Does all of this raise copyright issues?
There are enormous problems with sucking in other people’s music. And the crazy thing about these A.I. models, of course, is that it’s almost impossible now to track what’s in them. It’s much more complicated than sampling because most of the legal cases ask: “Can you tell what the sample was? Can you audibly hear it? Is it fair use, or is it ripping off someone’s idea?” In these A.I. models, there are thousands and thousands of bits of audio. Once they turn into a model, and then start playing things back, either live or with these various prompts, right now it’s impossible for an outsider to go back and trace what’s in there. So, if they’ve taken my entire oeuvre, let’s say, and put it into
someone else’s model, and it’s generating something that sounds kind of like my music, that’s really dangerous. It’s likely that fairly soon there will be ways of tracing what goes into a model. Maybe you will have to tag material when you create it. In fact, it’s already happening. For our admissions applications to the media lab this year, we were not sure if some were written by a machine. I’m assuming that by next year a place like M.I.T. will have to have some way of tracing whether a human being wrote something. It’s a really odd moment.
How could A.I. help support your endeavor to facilitate amateur creativity?
One thing I’ve spent my career doing is trying to reduce some of the barriers for somebody who didn’t take years of lessons or isn’t naturally gifted to be part of a musical experience. You can do that by making Guitar Hero, or you can do that with Hyperscore, where you can draw music. We’re very careful to try to ensure that the activity you’re doing is meaningful— that you’re not being led to think that you’re doing something you’re not really: You’re getting closer to the music and, hopefully, with something like Hyperscore, where you’re drawing your own composition, it really allows you to express something you care about.
The problem with these systems is that they are already full of music, and there is no barrier for pushing a button and saying, “Oh, make me something.” And so the question is, what is a person doing? You could do an enormous amount without really putting much of yourself into it. And is that what we want?
I’ve invested a lot of time in trying to make it possible for people to interact meaningfully and creatively with music. Now our machines are producing all this amazing stuff, and they don’t have any music training. The machines don’t really have any knowledge about how it works—what harmony is, or what rhythm is. And maybe that’s not a good thing. We need to put context and knowledge back into these systems before they become so prevalent and so closed off that you can’t shape them anymore. So, we’re trying to work really fast.

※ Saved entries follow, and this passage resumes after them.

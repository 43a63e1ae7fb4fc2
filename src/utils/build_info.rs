/// Compile-time build metadata produced by `build.rs`.
#[derive(Debug, Clone, Copy)]
pub struct BuildMetadata {
    pub version: &'static str,
    pub git_hash: &'static str,
    pub git_status: &'static str,
    pub timestamp: &'static str,
    pub target: &'static str,
    pub profile: &'static str,
    pub rustc: &'static str,
}

pub fn current() -> BuildMetadata {
    BuildMetadata {
        version: env!("CARGO_PKG_VERSION"),
        git_hash: option_env!("SUBCYCLE_BUILD_HASH").unwrap_or("unknown"),
        git_status: option_env!("SUBCYCLE_BUILD_STATUS").unwrap_or("unknown"),
        timestamp: option_env!("SUBCYCLE_BUILD_TIMESTAMP").unwrap_or("unknown"),
        target: option_env!("SUBCYCLE_BUILD_TARGET").unwrap_or("unknown"),
        profile: option_env!("SUBCYCLE_BUILD_PROFILE").unwrap_or("unknown"),
        rustc: option_env!("SUBCYCLE_BUILD_RUSTC").unwrap_or("unknown"),
    }
}
mod common;

use common::{date, SNAPSHOT_JSON};
use subcycle_core::{
    core::{
        services::{DashboardService, SummaryService, DEFAULT_UPCOMING_DAYS},
        ReadState,
    },
    domain::{Category, Subscription},
    schedule::{BillingCycle, DateWindow},
    store::Snapshot,
};

fn close(actual: f64, expected: f64) {
    assert!((actual - expected).abs() < 1e-9, "{actual} != {expected}");
}

fn names(subs: Vec<&Subscription>) -> Vec<&str> {
    subs.into_iter().map(|sub| sub.name.as_str()).collect()
}

#[test]
fn category_without_charges_is_absent() {
    let streaming = Category::new("Streaming", "#EF4444", 1);
    let idle = Category::new("Idle", "#10B981", 2);
    let subs = vec![
        Subscription::new("Video", 10.0, BillingCycle::Monthly, date(2025, 5, 4))
            .with_category(streaming.id),
        Subscription::new("Annual", 50.0, BillingCycle::Yearly, date(2025, 9, 1))
            .with_category(idle.id),
    ];
    let distribution = SummaryService::month_distribution(
        &subs,
        &[streaming.clone(), idle.clone()],
        date(2025, 5, 20),
    );
    assert_eq!(distribution.len(), 1);
    assert_eq!(distribution[0].category_id, streaming.id);
    assert!(distribution.iter().all(|entry| entry.category_id != idle.id));
}

#[test]
fn snapshot_month_views() {
    let snapshot = Snapshot::from_json(SNAPSHOT_JSON).unwrap();
    let subs = &snapshot.subscriptions;
    let today = date(2025, 3, 10);

    // Netflix, Notion, Phone on the 5th, Newsletter on five Mondays.
    close(SummaryService::month_total(subs, today), 151.49);
    // Notion is yearly and does not recur in April.
    close(SummaryService::next_month_total(subs, today), 53.49);
    close(SummaryService::monthly_average(subs), 55.49);

    let distribution = SummaryService::month_distribution(subs, &snapshot.categories, today);
    let labels: Vec<&str> = distribution.iter().map(|entry| entry.name.as_str()).collect();
    assert_eq!(labels, vec!["Entertainment", "Productivity", "Utilities & Telecom"]);
    close(distribution.iter().map(|entry| entry.amount).sum(), 141.49);
}

#[test]
fn totals_are_never_negative() {
    let snapshot = Snapshot::from_json(SNAPSHOT_JSON).unwrap();
    let mut start = date(2024, 1, 1);
    while start < date(2027, 1, 1) {
        let window = DateWindow::month_of(start);
        assert!(SummaryService::range_total(&snapshot.subscriptions, window) >= 0.0);
        start = window.next_month().start;
    }
    assert!(SummaryService::monthly_average(&snapshot.subscriptions) >= 0.0);
    assert_eq!(SummaryService::range_total(&[], DateWindow::month_of(start)), 0.0);
}

#[test]
fn upcoming_overdue_and_unread() {
    let snapshot = Snapshot::from_json(SNAPSHOT_JSON).unwrap();
    let subs = &snapshot.subscriptions;
    let today = date(2025, 3, 10);

    assert_eq!(
        names(SummaryService::upcoming(subs, today, DEFAULT_UPCOMING_DAYS)),
        vec!["Netflix"]
    );
    assert_eq!(
        names(SummaryService::upcoming(subs, today, 14)),
        vec!["Netflix", "Notion"]
    );
    assert_eq!(names(SummaryService::overdue(subs, today)), vec!["Phone", "Newsletter"]);

    let mut read = ReadState::new();
    assert!(read.mark_read(snapshot.find("netflix").unwrap().id));
    assert!(!read.mark_read(snapshot.find("netflix").unwrap().id));
    assert!(SummaryService::unread_upcoming(subs, today, DEFAULT_UPCOMING_DAYS, &read).is_empty());
    read.clear();
    assert_eq!(
        SummaryService::unread_upcoming(subs, today, DEFAULT_UPCOMING_DAYS, &read).len(),
        1
    );
}

#[test]
fn dashboard_over_snapshot() {
    let snapshot = Snapshot::from_json(SNAPSHOT_JSON).unwrap();
    let stats = DashboardService::statistics(&snapshot.subscriptions, date(2025, 3, 10), 3);

    assert_eq!(stats.total_subscriptions, 4);
    assert_eq!(stats.current_month_total, 151.49);
    // Phone on the 5th, Newsletter on the 3rd and 10th.
    assert_eq!(stats.current_month_paid, 34.0);
    assert_eq!(stats.current_month_remaining, 117.49);
    assert_eq!(stats.last_month_total, 53.49);
    assert_eq!(stats.month_over_month_change, 98.0);
    assert_eq!(stats.next_month_total, 53.49);

    let top: Vec<&str> = stats.top_subscriptions.iter().map(|t| t.name.as_str()).collect();
    assert_eq!(top, vec!["Notion", "Phone", "Netflix"]);

    let json = serde_json::to_value(&stats).unwrap();
    assert!(json.get("currentMonthProgress").is_some());
    assert!(json.get("topSubscriptions").is_some());
}
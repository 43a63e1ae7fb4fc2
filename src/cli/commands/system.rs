use crate::cli::core::{CommandError, CommandResult};
use crate::cli::help;
use crate::cli::output;
use crate::cli::registry::CommandEntry;
use crate::cli::shell_context::ShellContext;
use crate::utils::build_info;

pub(crate) fn definitions() -> Vec<CommandEntry> {
    vec![
        CommandEntry::new(
            "config",
            "Show or change a preference",
            "config [key value]",
            cmd_config,
        ),
        CommandEntry::new("version", "Show build metadata", "version", cmd_version),
        CommandEntry::new(
            "help",
            "Show available commands",
            "help [command]",
            cmd_help,
        ),
        CommandEntry::new("exit", "Exit the shell", "exit", cmd_exit),
    ]
}

fn cmd_config(context: &mut ShellContext, args: &[&str]) -> CommandResult {
    match args {
        [] => {
            let config = &context.config;
            output::section("Configuration");
            output::info(format!("  locale                 : {}", config.locale));
            output::info(format!("  currency               : {}", config.currency));
            output::info(format!("  upcoming_window_days   : {}", config.upcoming_window_days));
            output::info(format!("  top_subscription_limit : {}", config.top_subscription_limit));
            output::info(format!("  ui_color_enabled       : {}", config.ui_color_enabled));
            output::info(format!(
                "  file                   : {}",
                context.config_manager.config_path().display()
            ));
            Ok(())
        }
        [key, value] => {
            context.config.set(key, value)?;
            output::set_color_enabled(context.config.ui_color_enabled);
            context.persist_config()?;
            output::success(format!("Set {key} = {value}."));
            Ok(())
        }
        _ => Err(CommandError::usage("config [key value]")),
    }
}

fn cmd_version(_context: &mut ShellContext, _args: &[&str]) -> CommandResult {
    let meta = build_info::current();
    output::section(format!("Subcycle {}", meta.version));
    output::info(format!("  Build hash : {} ({})", meta.git_hash, meta.git_status));
    output::info(format!("  Built at   : {}", meta.timestamp));
    output::info(format!("  Target     : {}", meta.target));
    output::info(format!("  Profile    : {}", meta.profile));
    output::info(format!("  Rustc      : {}", meta.rustc));
    Ok(())
}

fn cmd_help(context: &mut ShellContext, args: &[&str]) -> CommandResult {
    if let Some(name) = args.first() {
        match context.command(&name.to_lowercase()) {
            Some(entry) => help::print_command(entry),
            None => context.suggest_command(name),
        }
        return Ok(());
    }
    help::print_overview(&context.registry);
    Ok(())
}

fn cmd_exit(_context: &mut ShellContext, _args: &[&str]) -> CommandResult {
    Err(CommandError::ExitRequested)
}
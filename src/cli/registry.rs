use std::collections::HashMap;

use strsim::levenshtein;

use crate::cli::core::CommandResult;
use crate::cli::shell_context::ShellContext;

pub type CommandHandler = fn(&mut ShellContext, &[&str]) -> CommandResult;

/// Largest edit distance still offered as a suggestion.
const SUGGESTION_DISTANCE: usize = 3;

pub struct CommandEntry {
    pub name: &'static str,
    pub description: &'static str,
    pub usage: &'static str,
    pub handler: CommandHandler,
}

impl CommandEntry {
    pub const fn new(
        name: &'static str,
        description: &'static str,
        usage: &'static str,
        handler: CommandHandler,
    ) -> Self {
        Self {
            name,
            description,
            usage,
            handler,
        }
    }
}

/// Shell commands in registration order, indexed by name.
#[derive(Default)]
pub struct CommandRegistry {
    entries: Vec<CommandEntry>,
    index: HashMap<&'static str, usize>,
}

impl CommandRegistry {
    pub fn new() -> Self {
        Self::default()
    }

    /// Adds `entry`, replacing an earlier command of the same name in place.
    pub fn register(&mut self, entry: CommandEntry) {
        match self.index.get(entry.name) {
            Some(&slot) => self.entries[slot] = entry,
            None => {
                self.index.insert(entry.name, self.entries.len());
                self.entries.push(entry);
            }
        }
    }

    pub fn get(&self, name: &str) -> Option<&CommandEntry> {
        self.index.get(name).map(|&slot| &self.entries[slot])
    }

    pub fn list(&self) -> Vec<&CommandEntry> {
        self.entries.iter().collect()
    }

    pub fn names(&self) -> impl Iterator<Item = &'static str> + '_ {
        self.entries.iter().map(|entry| entry.name)
    }

    pub fn handler(&self, name: &str) -> Option<CommandHandler> {
        self.get(name).map(|entry| entry.handler)
    }

    /// Closest command name to a mistyped `input`, if any is near enough.
    pub fn suggest(&self, input: &str) -> Option<&'static str> {
        let needle = input.to_ascii_lowercase();
        self.names()
            .map(|name| (levenshtein(name, &needle), name))
            .filter(|(distance, _)| *distance <= SUGGESTION_DISTANCE)
            .min_by_key(|(distance, _)| *distance)
            .map(|(_, name)| name)
    }
}
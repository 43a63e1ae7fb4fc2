use std::collections::HashMap;

use chrono::NaiveDate;
use serde::{Deserialize, Serialize};
use uuid::Uuid;

use crate::core::ReadState;
use crate::domain::{Amounted, BelongsToCategory, Category, Subscription};
use crate::schedule::{days_after, payments_in_range, DateWindow, ScheduledStatus};

/// Days ahead covered by the upcoming-charge list unless configured otherwise.
pub const DEFAULT_UPCOMING_DAYS: i64 = 7;
const NEXT_30_DAYS: i64 = 30;

/// Spend attributed to one category within a window.
#[derive(Debug, Clone, PartialEq, Serialize, Deserialize)]
#[serde(rename_all = "camelCase")]
pub struct CategorySpend {
    pub category_id: Uuid,
    pub name: String,
    pub color: String,
    pub amount: f64,
}

/// Read-only aggregate views over a subscription snapshot.
///
/// Every window-based figure is folded from the same charge enumeration, so the
/// distribution, the month totals, and the dashboard agree on what a month costs.
pub struct SummaryService;

impl SummaryService {
    /// Every `(subscription, charge date)` pair inside `window`.
    pub fn charges(
        subscriptions: &[Subscription],
        window: DateWindow,
    ) -> impl Iterator<Item = (&Subscription, NaiveDate)> + '_ {
        subscriptions.iter().flat_map(move |sub| {
            payments_in_range(sub, window.start, window.end).map(move |date| (sub, date))
        })
    }

    /// Sum of every charge inside `window`; a subscription charged twice counts twice.
    pub fn range_total(subscriptions: &[Subscription], window: DateWindow) -> f64 {
        Self::charges(subscriptions, window)
            .map(|(sub, _)| sub.amount)
            .sum()
    }

    pub fn month_total(subscriptions: &[Subscription], today: NaiveDate) -> f64 {
        Self::range_total(subscriptions, DateWindow::month_of(today))
    }

    pub fn next_month_total(subscriptions: &[Subscription], today: NaiveDate) -> f64 {
        Self::range_total(subscriptions, DateWindow::month_of(today).next_month())
    }

    /// Spend per category inside `window`, in category sort order.
    ///
    /// Subscriptions without a known category are ignored and categories with no
    /// spend are left out.
    pub fn category_distribution(
        subscriptions: &[Subscription],
        categories: &[Category],
        window: DateWindow,
    ) -> Vec<CategorySpend> {
        let mut totals: HashMap<Uuid, f64> = HashMap::new();
        for (sub, _) in Self::charges(subscriptions, window) {
            let Some(category_id) = sub.category_id() else {
                continue;
            };
            if categories.iter().any(|cat| cat.id == category_id) {
                *totals.entry(category_id).or_default() += sub.amount();
            }
        }

        let mut ordered: Vec<&Category> = categories.iter().collect();
        ordered.sort_by(|a, b| a.sort_order.cmp(&b.sort_order).then_with(|| a.name.cmp(&b.name)));
        ordered
            .into_iter()
            .filter_map(|cat| {
                let amount = totals.get(&cat.id).copied().unwrap_or(0.0);
                (amount > 0.0).then(|| CategorySpend {
                    category_id: cat.id,
                    name: cat.name.clone(),
                    color: cat.color.clone(),
                    amount,
                })
            })
            .collect()
    }

    /// Category distribution for the calendar month containing `today`.
    pub fn month_distribution(
        subscriptions: &[Subscription],
        categories: &[Category],
        today: NaiveDate,
    ) -> Vec<CategorySpend> {
        Self::category_distribution(subscriptions, categories, DateWindow::month_of(today))
    }

    /// Steady-state monthly cost: quarterly amounts divided by 3, yearly by 12,
    /// everything else counted as-is.
    pub fn monthly_average(subscriptions: &[Subscription]) -> f64 {
        subscriptions.iter().map(Subscription::monthly_amount).sum()
    }

    /// Subscriptions whose stored next payment date lies strictly between `today`
    /// and `today + days`, soonest first.
    pub fn upcoming(subscriptions: &[Subscription], today: NaiveDate, days: i64) -> Vec<&Subscription> {
        let horizon = days_after(today, days);
        let mut upcoming: Vec<&Subscription> = subscriptions
            .iter()
            .filter(|sub| {
                sub.next_payment_date
                    .is_some_and(|date| date > today && date < horizon)
            })
            .collect();
        upcoming.sort_by(|a, b| {
            a.next_payment_date
                .cmp(&b.next_payment_date)
                .then_with(|| a.name.cmp(&b.name))
        });
        upcoming
    }

    /// Upcoming entries the user has not marked as seen.
    pub fn unread_upcoming<'a>(
        subscriptions: &'a [Subscription],
        today: NaiveDate,
        days: i64,
        read_state: &ReadState,
    ) -> Vec<&'a Subscription> {
        read_state.unread_upcoming(Self::upcoming(subscriptions, today, days))
    }

    /// Subscriptions whose stored next payment date has already passed while the
    /// subscription was still running, oldest first.
    pub fn overdue(subscriptions: &[Subscription], today: NaiveDate) -> Vec<&Subscription> {
        let mut overdue: Vec<&Subscription> = subscriptions
            .iter()
            .filter(|sub| match sub.next_payment_date {
                Some(date) => {
                    ScheduledStatus::classify(date, today, DEFAULT_UPCOMING_DAYS)
                        == ScheduledStatus::Overdue
                        && sub.end_date.map_or(true, |end| date <= end)
                }
                None => false,
            })
            .collect();
        overdue.sort_by_key(|sub| sub.next_payment_date);
        overdue
    }

    /// Sum of stored next payments due strictly within the coming 30 days.
    pub fn next_30_days_total(subscriptions: &[Subscription], today: NaiveDate) -> f64 {
        Self::upcoming(subscriptions, today, NEXT_30_DAYS)
            .into_iter()
            .map(|sub| sub.amount)
            .sum()
    }
}
//! Adapter between the external subscription store and the engine.

pub mod record;
pub mod snapshot;

pub use record::SubscriptionRecord;
pub use snapshot::{Snapshot, SnapshotFile};
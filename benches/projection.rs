use chrono::{Duration, NaiveDate};
use criterion::{black_box, criterion_group, criterion_main, BatchSize, Criterion};
use subcycle_core::core::services::{DashboardService, SummaryService};
use subcycle_core::domain::{Category, Subscription};
use subcycle_core::schedule::{align, payments_in_range, BillingCycle, DateWindow};
use subcycle_core::store::Snapshot;
use tempfile::tempdir;

fn build_sample(count: usize) -> (Vec<Subscription>, Vec<Category>) {
    let categories = Category::defaults();
    let start = NaiveDate::from_ymd_opt(2020, 1, 1).unwrap();

    let subscriptions = (0..count)
        .map(|idx| {
            let cycle = BillingCycle::ALL[idx % BillingCycle::ALL.len()];
            let next = start + Duration::days((idx % 1500) as i64);
            let mut sub = Subscription::new(format!("Sub {idx}"), 5.0 + (idx % 40) as f64, cycle, next)
                .with_category(categories[idx % categories.len()].id);
            if idx % 4 == 0 {
                sub = sub.with_start_date(next - Duration::days(45)).including_history();
            }
            sub
        })
        .collect();
    (subscriptions, categories)
}

fn bench_alignment(c: &mut Criterion) {
    let anchor = NaiveDate::from_ymd_opt(1990, 1, 31).unwrap();
    let window_start = NaiveDate::from_ymd_opt(2090, 6, 1).unwrap();

    c.bench_function("align_monthly_century_gap", |b| {
        b.iter(|| align(black_box(anchor), black_box(window_start), "monthly"))
    });
}

fn bench_enumeration(c: &mut Criterion) {
    let sub = Subscription::new(
        "Daily",
        1.0,
        BillingCycle::Daily,
        NaiveDate::from_ymd_opt(2000, 1, 1).unwrap(),
    );
    let start = NaiveDate::from_ymd_opt(2000, 1, 1).unwrap();
    let end = NaiveDate::from_ymd_opt(2049, 12, 31).unwrap();

    c.bench_function("enumerate_daily_to_cap", |b| {
        b.iter(|| payments_in_range(black_box(&sub), start, end).count())
    });
}

fn bench_aggregates(c: &mut Criterion) {
    let (subs, categories) = build_sample(black_box(1_000));
    let today = NaiveDate::from_ymd_opt(2024, 3, 15).unwrap();

    c.bench_function("month_distribution_1k", |b| {
        b.iter(|| SummaryService::month_distribution(&subs, &categories, today))
    });

    c.bench_function("dashboard_statistics_1k", |b| {
        b.iter(|| DashboardService::statistics(&subs, today, 5))
    });

    let year = DateWindow::new(
        NaiveDate::from_ymd_opt(2024, 1, 1).unwrap(),
        NaiveDate::from_ymd_opt(2024, 12, 31).unwrap(),
    )
    .unwrap();
    c.bench_function("range_total_year_1k", |b| {
        b.iter(|| SummaryService::range_total(&subs, year))
    });
}

fn bench_snapshot_io(c: &mut Criterion) {
    let (subs, categories) = build_sample(black_box(5_000));
    let snapshot = Snapshot::new(subs, categories);
    let dir = tempdir().expect("tempdir");
    let path = dir.path().join("snapshot.json");

    c.bench_function("snapshot_save_5k", |b| {
        b.iter(|| snapshot.save(&path).expect("save snapshot"))
    });

    snapshot.save(&path).expect("prepare snapshot");
    c.bench_function("snapshot_load_5k", |b| {
        b.iter_batched(
            || path.clone(),
            |path| Snapshot::load(&path).expect("load snapshot"),
            BatchSize::SmallInput,
        )
    });
}

criterion_group!(
    benches,
    bench_alignment,
    bench_enumeration,
    bench_aggregates,
    bench_snapshot_io
);
criterion_main!(benches);
//! User preferences for the CLI collaborator and where they live on disk.

use std::{
    fs,
    path::{Path, PathBuf},
};

use serde::{Deserialize, Serialize};

use crate::core::ReadState;
use crate::core::services::{dashboard_service::DEFAULT_TOP_LIMIT, DEFAULT_UPCOMING_DAYS};
use crate::errors::SubcycleError;
use crate::utils::persistence::{load_json_or_default, save_json};

/// Environment variable that overrides the base directory.
pub const HOME_ENV: &str = "SUBCYCLE_HOME";
const CONFIG_FILE: &str = "config.json";
const READ_STATE_FILE: &str = "read_state.json";

#[derive(Debug, Clone, Serialize, Deserialize, PartialEq)]
pub struct Config {
    pub locale: String,
    pub currency: String,
    #[serde(default = "Config::default_upcoming_window_days")]
    pub upcoming_window_days: i64,
    #[serde(default = "Config::default_top_subscription_limit")]
    pub top_subscription_limit: usize,
    #[serde(default = "Config::default_ui_color_enabled")]
    pub ui_color_enabled: bool,
    #[serde(skip_serializing_if = "Option::is_none")]
    pub last_snapshot: Option<PathBuf>,
}

impl Default for Config {
    fn default() -> Self {
        Self {
            locale: "en-US".into(),
            currency: "USD".into(),
            upcoming_window_days: Self::default_upcoming_window_days(),
            top_subscription_limit: Self::default_top_subscription_limit(),
            ui_color_enabled: Self::default_ui_color_enabled(),
            last_snapshot: None,
        }
    }
}

impl Config {
    pub fn default_upcoming_window_days() -> i64 {
        DEFAULT_UPCOMING_DAYS
    }

    pub fn default_top_subscription_limit() -> usize {
        DEFAULT_TOP_LIMIT
    }

    pub fn default_ui_color_enabled() -> bool {
        true
    }

    /// Updates one setting from its textual form.
    pub fn set(&mut self, key: &str, value: &str) -> Result<(), SubcycleError> {
        let invalid = |reason: &str| SubcycleError::Config(format!("`{key}`: {reason}"));
        match key {
            "locale" => self.locale = value.to_string(),
            "currency" => self.currency = value.to_ascii_uppercase(),
            "upcoming_window_days" => {
                let days: i64 = value.parse().map_err(|_| invalid("expected a number"))?;
                if days < 1 {
                    return Err(invalid("must be at least 1"));
                }
                self.upcoming_window_days = days;
            }
            "top_subscription_limit" => {
                self.top_subscription_limit =
                    value.parse().map_err(|_| invalid("expected a number"))?;
            }
            "ui_color_enabled" => {
                self.ui_color_enabled = value.parse().map_err(|_| invalid("expected true or false"))?;
            }
            _ => return Err(SubcycleError::Config(format!("unknown setting `{key}`"))),
        }
        Ok(())
    }
}

/// Loads and saves [`Config`] and the notification read-state blob.
#[derive(Debug, Clone)]
pub struct ConfigManager {
    config_path: PathBuf,
    read_state_path: PathBuf,
}

impl ConfigManager {
    /// Uses `$SUBCYCLE_HOME` when set, otherwise the platform data directory.
    pub fn new() -> Result<Self, SubcycleError> {
        Self::with_base_dir(base_dir())
    }

    pub fn with_base_dir(base: PathBuf) -> Result<Self, SubcycleError> {
        fs::create_dir_all(&base)?;
        Ok(Self {
            config_path: base.join(CONFIG_FILE),
            read_state_path: base.join(READ_STATE_FILE),
        })
    }

    pub fn config_path(&self) -> &Path {
        &self.config_path
    }

    pub fn read_state_path(&self) -> &Path {
        &self.read_state_path
    }

    pub fn load(&self) -> Result<Config, SubcycleError> {
        load_json_or_default(&self.config_path)
    }

    pub fn save(&self, config: &Config) -> Result<(), SubcycleError> {
        save_json(config, &self.config_path)?;
        tracing::info!(path = %self.config_path.display(), "configuration saved");
        Ok(())
    }

    pub fn load_read_state(&self) -> Result<ReadState, SubcycleError> {
        if !self.read_state_path.exists() {
            return Ok(ReadState::default());
        }
        ReadState::from_blob(&fs::read_to_string(&self.read_state_path)?)
    }

    pub fn save_read_state(&self, state: &ReadState) -> Result<(), SubcycleError> {
        save_json(state, &self.read_state_path)
    }
}

fn base_dir() -> PathBuf {
    if let Some(home) = std::env::var_os(HOME_ENV).filter(|value| !value.is_empty()) {
        return PathBuf::from(home);
    }
    dirs::data_dir()
        .or_else(dirs::home_dir)
        .unwrap_or_else(|| PathBuf::from("."))
        .join("subcycle")
}
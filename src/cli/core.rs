use std::io;

use thiserror::Error;

use crate::errors::{CliError, SubcycleError};

#[derive(Debug, Clone, Copy, PartialEq, Eq)]
pub enum CliMode {
    Interactive,
    Script,
}

#[derive(Debug, Clone, Copy, PartialEq, Eq)]
pub enum LoopControl {
    Continue,
    Exit,
}

pub type CommandResult = Result<(), CommandError>;

#[derive(Debug, Error)]
pub enum CommandError {
    #[error("No snapshot loaded. Use `load <path>` first.")]
    SnapshotNotLoaded,
    #[error("{0}")]
    InvalidArguments(String),
    #[error(transparent)]
    Io(#[from] io::Error),
    #[error(transparent)]
    Core(#[from] SubcycleError),
    #[error("exit requested")]
    ExitRequested,
}

impl CommandError {
    pub(crate) fn usage(usage: &str) -> Self {
        CommandError::InvalidArguments(format!("Usage: {usage}"))
    }
}

impl From<CommandError> for CliError {
    fn from(err: CommandError) -> Self {
        match err {
            CommandError::Core(inner) => CliError::Core(inner),
            CommandError::Io(inner) => CliError::Io(inner),
            other => CliError::Command(other.to_string()),
        }
    }
}
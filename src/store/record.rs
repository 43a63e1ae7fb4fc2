//! Boundary adapter from raw store records to engine subscriptions.
//!
//! The backend names fields `price` and `billingCycle`, the frontend `amount` and
//! `cycle`; both spellings are accepted here so the engine only ever sees
//! [`Subscription`].

use chrono::NaiveDate;
use serde::{Deserialize, Serialize};
use uuid::Uuid;

use crate::domain::Subscription;
use crate::errors::SubcycleError;
use crate::schedule::BillingCycle;

const DATE_FORMAT: &str = "%Y-%m-%d";

/// A subscription row as exported by the store.
#[derive(Debug, Clone, Serialize, Deserialize, PartialEq)]
#[serde(rename_all = "camelCase")]
pub struct SubscriptionRecord {
    #[serde(default)]
    pub id: Option<Uuid>,
    pub name: String,
    #[serde(alias = "price")]
    pub amount: f64,
    #[serde(default, alias = "billingCycle")]
    pub cycle: Option<String>,
    #[serde(default)]
    pub next_payment_date: Option<String>,
    #[serde(default)]
    pub start_date: Option<String>,
    #[serde(default)]
    pub end_date: Option<String>,
    #[serde(default)]
    pub include_historical_payments: Option<bool>,
    #[serde(default)]
    pub category_id: Option<Uuid>,
}

impl SubscriptionRecord {
    /// Normalizes the record.
    ///
    /// Negative or non-finite amounts are rejected. Unparseable dates are dropped
    /// with a warning, which leaves the subscription with nothing to project
    /// rather than failing the whole snapshot.
    pub fn into_subscription(self) -> Result<Subscription, SubcycleError> {
        if !self.amount.is_finite() || self.amount < 0.0 {
            return Err(SubcycleError::InvalidInput(format!(
                "subscription `{}` has invalid amount {}",
                self.name, self.amount
            )));
        }

        let cycle = match self.cycle.as_deref() {
            Some(label) => {
                if !BillingCycle::is_known(label) {
                    tracing::warn!(subscription = %self.name, label, "unknown cycle, using monthly");
                }
                BillingCycle::parse(label)
            }
            None => BillingCycle::default(),
        };

        Ok(Subscription {
            id: self.id.unwrap_or_else(Uuid::new_v4),
            next_payment_date: parse_date(&self.name, "nextPaymentDate", self.next_payment_date),
            start_date: parse_date(&self.name, "startDate", self.start_date),
            end_date: parse_date(&self.name, "endDate", self.end_date),
            include_historical_payments: self.include_historical_payments.unwrap_or(false),
            category_id: self.category_id,
            amount: self.amount,
            cycle,
            name: self.name,
        })
    }
}

impl From<&Subscription> for SubscriptionRecord {
    fn from(sub: &Subscription) -> Self {
        let format = |date: Option<NaiveDate>| date.map(|d| d.format(DATE_FORMAT).to_string());
        Self {
            id: Some(sub.id),
            name: sub.name.clone(),
            amount: sub.amount,
            cycle: Some(sub.cycle.as_str().to_string()),
            next_payment_date: format(sub.next_payment_date),
            start_date: format(sub.start_date),
            end_date: format(sub.end_date),
            include_historical_payments: Some(sub.include_historical_payments),
            category_id: sub.category_id,
        }
    }
}

fn parse_date(owner: &str, field: &str, raw: Option<String>) -> Option<NaiveDate> {
    let raw = raw?;
    let trimmed = raw.trim();
    if trimmed.is_empty() {
        return None;
    }
    // Timestamps such as `2025-01-15T00:00:00` keep only their calendar day.
    let day = trimmed.get(..10).unwrap_or(trimmed);
    match NaiveDate::parse_from_str(day, DATE_FORMAT) {
        Ok(date) => Some(date),
        Err(err) => {
            tracing::warn!(subscription = owner, field, value = trimmed, %err, "ignoring invalid date");
            None
        }
    }
}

The more serious issue is that machines don’t care about anything: The only reason music matters is because it’s a way of a human being reaching out to somebody else and saying, this is something that I’ve observed or felt, or something that I’m thinking. It has meaning because it’s related to my life, or to yours. A machine has no investment like that, and it never will. And if we can’t build these systems so that I can shape them—or anybody can shape them with something they care about— then it’s dangerous. But I think that something really powerful is happening.